Problem statement — Find every line in the records below that holds the word "harness" and copy it.

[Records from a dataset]
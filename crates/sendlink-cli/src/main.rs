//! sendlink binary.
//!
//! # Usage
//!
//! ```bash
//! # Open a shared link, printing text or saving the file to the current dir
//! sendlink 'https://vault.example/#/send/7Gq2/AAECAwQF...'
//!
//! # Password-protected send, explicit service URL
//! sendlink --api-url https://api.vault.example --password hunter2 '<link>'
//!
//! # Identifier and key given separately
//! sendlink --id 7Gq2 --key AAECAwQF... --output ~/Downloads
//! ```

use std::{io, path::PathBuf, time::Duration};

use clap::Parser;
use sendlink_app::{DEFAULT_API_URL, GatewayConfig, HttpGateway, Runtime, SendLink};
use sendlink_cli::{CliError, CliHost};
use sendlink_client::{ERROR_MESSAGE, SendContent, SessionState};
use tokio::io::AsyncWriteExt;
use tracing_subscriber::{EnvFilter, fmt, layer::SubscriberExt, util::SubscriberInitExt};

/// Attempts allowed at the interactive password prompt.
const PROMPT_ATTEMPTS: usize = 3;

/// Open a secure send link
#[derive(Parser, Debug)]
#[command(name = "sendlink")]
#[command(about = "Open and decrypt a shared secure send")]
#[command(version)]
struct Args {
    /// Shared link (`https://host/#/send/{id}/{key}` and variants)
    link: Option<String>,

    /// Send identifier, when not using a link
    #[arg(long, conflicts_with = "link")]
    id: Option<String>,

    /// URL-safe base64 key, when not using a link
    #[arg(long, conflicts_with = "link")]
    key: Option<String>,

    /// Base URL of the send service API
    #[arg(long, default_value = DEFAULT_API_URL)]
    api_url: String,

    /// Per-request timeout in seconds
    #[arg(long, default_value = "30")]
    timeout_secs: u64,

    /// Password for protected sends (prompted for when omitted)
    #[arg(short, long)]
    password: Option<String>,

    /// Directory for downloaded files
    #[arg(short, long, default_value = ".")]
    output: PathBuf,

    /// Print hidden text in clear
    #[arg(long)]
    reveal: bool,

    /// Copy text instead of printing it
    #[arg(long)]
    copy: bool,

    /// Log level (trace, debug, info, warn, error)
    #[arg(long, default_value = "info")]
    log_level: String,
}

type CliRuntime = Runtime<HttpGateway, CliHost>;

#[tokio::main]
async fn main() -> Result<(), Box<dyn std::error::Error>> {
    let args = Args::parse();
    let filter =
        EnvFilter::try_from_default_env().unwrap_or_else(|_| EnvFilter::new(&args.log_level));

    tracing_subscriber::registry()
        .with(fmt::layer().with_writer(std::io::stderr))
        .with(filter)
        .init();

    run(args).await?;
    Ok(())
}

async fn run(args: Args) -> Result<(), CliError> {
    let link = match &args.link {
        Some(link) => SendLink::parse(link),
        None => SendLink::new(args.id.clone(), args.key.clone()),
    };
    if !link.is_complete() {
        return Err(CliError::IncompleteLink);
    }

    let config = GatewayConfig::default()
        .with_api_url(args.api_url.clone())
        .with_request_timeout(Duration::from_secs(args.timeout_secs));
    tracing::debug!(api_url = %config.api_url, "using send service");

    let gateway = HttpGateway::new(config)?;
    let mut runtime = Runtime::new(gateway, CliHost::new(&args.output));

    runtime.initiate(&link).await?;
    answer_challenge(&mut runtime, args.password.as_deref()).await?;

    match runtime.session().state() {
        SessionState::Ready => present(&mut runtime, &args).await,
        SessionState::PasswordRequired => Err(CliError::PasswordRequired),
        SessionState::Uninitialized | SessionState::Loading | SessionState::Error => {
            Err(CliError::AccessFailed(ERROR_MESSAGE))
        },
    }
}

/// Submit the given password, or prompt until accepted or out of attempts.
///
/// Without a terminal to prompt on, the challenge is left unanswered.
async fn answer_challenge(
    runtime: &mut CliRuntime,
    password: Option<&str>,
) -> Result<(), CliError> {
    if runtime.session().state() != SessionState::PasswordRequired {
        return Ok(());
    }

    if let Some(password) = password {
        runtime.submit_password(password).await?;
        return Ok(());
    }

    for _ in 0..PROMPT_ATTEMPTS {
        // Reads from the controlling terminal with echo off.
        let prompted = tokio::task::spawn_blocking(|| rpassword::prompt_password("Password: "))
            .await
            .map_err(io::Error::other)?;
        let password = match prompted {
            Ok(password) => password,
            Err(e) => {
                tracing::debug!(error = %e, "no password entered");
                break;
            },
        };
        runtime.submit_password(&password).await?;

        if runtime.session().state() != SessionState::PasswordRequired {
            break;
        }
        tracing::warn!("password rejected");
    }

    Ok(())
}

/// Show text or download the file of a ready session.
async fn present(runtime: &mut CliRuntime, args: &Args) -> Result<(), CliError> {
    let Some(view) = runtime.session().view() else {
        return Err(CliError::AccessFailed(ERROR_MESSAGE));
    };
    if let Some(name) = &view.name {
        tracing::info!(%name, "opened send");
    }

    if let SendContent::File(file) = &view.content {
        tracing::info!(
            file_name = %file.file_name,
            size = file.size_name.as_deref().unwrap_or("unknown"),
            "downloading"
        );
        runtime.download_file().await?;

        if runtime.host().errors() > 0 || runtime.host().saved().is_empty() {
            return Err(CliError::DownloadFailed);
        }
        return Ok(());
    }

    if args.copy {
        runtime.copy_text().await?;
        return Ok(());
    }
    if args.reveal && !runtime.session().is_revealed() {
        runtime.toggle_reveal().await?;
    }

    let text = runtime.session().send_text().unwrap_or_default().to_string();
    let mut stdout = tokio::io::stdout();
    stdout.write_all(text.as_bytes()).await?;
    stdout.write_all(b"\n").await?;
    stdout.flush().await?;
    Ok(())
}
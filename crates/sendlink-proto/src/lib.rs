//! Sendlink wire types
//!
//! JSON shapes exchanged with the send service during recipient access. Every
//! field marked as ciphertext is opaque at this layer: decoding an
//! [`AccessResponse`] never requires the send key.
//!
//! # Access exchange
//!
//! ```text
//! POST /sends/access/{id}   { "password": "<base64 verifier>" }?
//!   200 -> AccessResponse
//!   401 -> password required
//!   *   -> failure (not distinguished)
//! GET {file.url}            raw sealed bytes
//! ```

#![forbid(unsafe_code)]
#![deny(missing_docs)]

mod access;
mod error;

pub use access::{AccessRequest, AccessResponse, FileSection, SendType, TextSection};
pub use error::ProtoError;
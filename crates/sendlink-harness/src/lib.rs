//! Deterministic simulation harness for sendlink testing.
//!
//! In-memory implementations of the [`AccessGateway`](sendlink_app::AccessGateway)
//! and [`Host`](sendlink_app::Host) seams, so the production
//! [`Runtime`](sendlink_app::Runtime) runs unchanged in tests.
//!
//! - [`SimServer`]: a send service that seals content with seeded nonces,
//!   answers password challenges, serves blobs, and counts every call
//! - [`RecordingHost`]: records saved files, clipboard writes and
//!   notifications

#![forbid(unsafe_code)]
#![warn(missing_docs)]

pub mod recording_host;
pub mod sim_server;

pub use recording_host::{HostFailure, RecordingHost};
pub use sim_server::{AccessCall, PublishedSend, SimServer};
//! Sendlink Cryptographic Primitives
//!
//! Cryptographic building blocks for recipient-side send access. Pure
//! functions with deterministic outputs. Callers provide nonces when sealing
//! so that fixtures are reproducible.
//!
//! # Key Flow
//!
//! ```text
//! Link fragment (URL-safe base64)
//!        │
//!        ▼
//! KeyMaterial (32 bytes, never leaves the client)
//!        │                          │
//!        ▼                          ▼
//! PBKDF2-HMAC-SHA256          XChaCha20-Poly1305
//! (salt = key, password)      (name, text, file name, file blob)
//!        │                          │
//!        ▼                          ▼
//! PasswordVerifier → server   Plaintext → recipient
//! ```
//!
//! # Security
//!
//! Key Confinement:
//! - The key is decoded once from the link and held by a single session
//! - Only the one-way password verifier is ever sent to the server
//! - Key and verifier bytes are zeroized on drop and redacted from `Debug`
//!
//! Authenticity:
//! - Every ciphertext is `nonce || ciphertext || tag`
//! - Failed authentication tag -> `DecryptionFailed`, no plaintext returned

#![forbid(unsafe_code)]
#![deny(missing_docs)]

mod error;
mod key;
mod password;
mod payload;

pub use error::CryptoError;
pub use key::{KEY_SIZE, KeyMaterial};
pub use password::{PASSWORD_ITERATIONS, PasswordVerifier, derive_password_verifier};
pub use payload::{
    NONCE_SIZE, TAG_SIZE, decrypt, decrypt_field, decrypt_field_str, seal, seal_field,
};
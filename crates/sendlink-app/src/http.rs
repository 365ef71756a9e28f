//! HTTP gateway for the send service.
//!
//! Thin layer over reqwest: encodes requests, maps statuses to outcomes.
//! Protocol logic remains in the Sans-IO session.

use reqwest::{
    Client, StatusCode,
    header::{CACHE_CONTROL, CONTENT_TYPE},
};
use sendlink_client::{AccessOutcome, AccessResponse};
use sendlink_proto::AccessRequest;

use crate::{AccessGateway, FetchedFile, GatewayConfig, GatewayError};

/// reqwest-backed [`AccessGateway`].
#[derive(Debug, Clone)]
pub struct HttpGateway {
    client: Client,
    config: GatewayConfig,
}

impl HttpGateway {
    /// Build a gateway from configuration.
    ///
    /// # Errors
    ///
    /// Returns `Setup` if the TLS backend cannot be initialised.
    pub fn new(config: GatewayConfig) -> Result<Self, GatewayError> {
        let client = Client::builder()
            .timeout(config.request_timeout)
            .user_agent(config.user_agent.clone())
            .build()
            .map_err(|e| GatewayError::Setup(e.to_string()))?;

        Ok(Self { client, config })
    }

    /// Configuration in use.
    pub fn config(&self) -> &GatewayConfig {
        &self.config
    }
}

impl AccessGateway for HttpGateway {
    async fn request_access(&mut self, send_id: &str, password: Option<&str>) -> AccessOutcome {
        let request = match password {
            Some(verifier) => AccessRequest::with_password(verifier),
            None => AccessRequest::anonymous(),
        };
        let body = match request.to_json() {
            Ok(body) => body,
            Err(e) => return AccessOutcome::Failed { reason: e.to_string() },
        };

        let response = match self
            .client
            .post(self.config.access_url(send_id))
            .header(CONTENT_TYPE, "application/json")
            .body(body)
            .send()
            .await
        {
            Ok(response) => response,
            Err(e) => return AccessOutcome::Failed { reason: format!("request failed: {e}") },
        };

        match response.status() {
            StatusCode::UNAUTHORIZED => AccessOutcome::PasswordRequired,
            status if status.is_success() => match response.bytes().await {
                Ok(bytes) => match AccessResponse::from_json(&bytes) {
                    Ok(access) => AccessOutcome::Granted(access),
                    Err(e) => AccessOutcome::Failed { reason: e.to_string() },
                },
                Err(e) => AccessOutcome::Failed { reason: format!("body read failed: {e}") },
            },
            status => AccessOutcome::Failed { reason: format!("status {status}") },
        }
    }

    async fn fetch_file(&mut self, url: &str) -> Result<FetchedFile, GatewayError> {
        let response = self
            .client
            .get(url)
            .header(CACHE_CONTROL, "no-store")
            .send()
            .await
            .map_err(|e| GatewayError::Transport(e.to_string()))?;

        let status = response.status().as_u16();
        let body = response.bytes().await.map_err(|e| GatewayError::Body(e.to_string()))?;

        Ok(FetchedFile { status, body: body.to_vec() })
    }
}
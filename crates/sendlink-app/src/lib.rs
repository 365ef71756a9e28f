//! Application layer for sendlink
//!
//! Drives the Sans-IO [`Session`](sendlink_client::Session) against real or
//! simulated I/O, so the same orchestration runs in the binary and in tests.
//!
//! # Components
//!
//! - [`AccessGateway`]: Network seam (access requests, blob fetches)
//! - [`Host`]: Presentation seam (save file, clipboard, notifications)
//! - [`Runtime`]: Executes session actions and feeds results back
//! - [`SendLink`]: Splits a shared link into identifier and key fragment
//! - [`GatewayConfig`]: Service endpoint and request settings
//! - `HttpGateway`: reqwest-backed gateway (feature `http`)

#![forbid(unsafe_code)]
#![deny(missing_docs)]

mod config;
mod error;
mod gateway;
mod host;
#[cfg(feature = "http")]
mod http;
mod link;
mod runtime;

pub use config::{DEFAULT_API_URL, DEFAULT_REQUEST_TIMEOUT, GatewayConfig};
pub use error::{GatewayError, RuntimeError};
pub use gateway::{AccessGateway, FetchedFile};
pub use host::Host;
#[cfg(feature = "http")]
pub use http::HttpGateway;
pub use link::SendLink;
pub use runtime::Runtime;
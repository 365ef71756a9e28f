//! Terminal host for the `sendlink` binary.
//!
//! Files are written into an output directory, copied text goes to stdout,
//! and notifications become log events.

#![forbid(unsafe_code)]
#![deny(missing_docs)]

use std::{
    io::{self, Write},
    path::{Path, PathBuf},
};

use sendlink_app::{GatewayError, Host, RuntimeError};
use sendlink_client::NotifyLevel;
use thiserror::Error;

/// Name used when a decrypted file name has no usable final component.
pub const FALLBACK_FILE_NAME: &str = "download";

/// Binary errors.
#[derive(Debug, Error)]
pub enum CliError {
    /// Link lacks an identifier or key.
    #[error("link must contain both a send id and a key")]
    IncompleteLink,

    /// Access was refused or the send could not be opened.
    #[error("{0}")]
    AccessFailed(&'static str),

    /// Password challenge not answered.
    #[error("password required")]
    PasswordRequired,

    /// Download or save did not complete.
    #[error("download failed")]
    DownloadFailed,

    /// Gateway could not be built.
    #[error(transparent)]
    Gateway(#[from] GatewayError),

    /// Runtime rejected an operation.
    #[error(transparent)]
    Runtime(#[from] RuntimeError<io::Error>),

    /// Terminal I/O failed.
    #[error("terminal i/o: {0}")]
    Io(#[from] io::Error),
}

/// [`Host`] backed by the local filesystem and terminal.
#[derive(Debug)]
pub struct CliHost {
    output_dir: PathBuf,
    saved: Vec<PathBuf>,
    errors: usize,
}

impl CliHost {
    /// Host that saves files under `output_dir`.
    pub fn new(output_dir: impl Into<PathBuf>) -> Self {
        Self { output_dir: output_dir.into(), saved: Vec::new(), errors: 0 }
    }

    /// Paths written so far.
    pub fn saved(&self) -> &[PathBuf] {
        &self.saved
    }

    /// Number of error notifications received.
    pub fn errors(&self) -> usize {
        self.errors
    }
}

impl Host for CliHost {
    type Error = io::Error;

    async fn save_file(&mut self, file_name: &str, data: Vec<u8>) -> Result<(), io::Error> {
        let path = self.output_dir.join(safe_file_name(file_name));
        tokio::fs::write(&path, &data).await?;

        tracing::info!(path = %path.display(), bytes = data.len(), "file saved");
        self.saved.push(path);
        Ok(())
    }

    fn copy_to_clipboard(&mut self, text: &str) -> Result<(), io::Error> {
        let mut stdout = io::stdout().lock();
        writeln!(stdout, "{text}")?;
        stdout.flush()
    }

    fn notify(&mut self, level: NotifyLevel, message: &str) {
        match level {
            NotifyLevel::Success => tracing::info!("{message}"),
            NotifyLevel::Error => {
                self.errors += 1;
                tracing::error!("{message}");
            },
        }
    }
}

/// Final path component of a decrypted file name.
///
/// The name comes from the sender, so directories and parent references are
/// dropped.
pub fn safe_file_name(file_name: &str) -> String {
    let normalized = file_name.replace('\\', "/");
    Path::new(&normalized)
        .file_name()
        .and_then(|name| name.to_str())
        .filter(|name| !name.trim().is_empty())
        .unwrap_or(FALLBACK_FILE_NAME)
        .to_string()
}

Result of the exercise —
filename crates/sendlink-harness/src/lib.rs
//! Deterministic simulation harness for sendlink testing.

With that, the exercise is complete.